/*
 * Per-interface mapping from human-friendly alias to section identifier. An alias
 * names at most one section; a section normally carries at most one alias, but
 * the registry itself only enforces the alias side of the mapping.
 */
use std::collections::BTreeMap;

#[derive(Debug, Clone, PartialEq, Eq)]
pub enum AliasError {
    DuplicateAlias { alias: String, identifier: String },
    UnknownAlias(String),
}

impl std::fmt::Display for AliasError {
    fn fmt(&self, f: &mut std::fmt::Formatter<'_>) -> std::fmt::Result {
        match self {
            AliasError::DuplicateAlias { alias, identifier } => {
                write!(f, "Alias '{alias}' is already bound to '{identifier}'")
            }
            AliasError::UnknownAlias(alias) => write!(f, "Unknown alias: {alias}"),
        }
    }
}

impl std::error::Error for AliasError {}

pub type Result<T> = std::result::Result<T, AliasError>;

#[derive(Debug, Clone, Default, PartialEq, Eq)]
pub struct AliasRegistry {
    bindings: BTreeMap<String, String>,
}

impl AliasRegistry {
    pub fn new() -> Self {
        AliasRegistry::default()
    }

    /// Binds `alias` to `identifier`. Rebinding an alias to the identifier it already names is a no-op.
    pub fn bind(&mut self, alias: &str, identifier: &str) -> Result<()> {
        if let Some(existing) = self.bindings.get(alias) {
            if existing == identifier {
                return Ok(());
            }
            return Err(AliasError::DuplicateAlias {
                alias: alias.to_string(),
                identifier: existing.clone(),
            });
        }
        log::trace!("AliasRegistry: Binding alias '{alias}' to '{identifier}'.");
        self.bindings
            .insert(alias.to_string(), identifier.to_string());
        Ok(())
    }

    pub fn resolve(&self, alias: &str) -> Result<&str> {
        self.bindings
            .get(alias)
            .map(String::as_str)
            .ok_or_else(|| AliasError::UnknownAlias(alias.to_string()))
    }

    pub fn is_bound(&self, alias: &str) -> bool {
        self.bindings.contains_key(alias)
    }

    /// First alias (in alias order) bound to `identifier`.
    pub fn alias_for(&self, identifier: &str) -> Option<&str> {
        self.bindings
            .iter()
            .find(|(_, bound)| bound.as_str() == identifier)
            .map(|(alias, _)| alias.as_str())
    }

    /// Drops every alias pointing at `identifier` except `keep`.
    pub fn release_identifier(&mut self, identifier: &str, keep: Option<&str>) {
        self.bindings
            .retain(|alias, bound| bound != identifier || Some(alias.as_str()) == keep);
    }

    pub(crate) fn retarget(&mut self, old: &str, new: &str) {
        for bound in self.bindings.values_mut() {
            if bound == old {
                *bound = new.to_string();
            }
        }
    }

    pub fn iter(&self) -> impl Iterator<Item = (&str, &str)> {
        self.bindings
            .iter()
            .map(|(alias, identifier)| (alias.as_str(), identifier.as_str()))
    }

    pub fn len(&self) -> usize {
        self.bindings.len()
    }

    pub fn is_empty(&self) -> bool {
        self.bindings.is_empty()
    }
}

=======

Retype the entries exactly from the first line, stopping after the line with "use std::collections::BTreeMap;".

ANSWER TO THIS TASK –
/*
 * Per-interface mapping from human-friendly alias to section identifier. An alias
 * names at most one section; a section normally carries at most one alias, but
 * the registry itself only enforces the alias side of the mapping.
 */
use std::collections::BTreeMap;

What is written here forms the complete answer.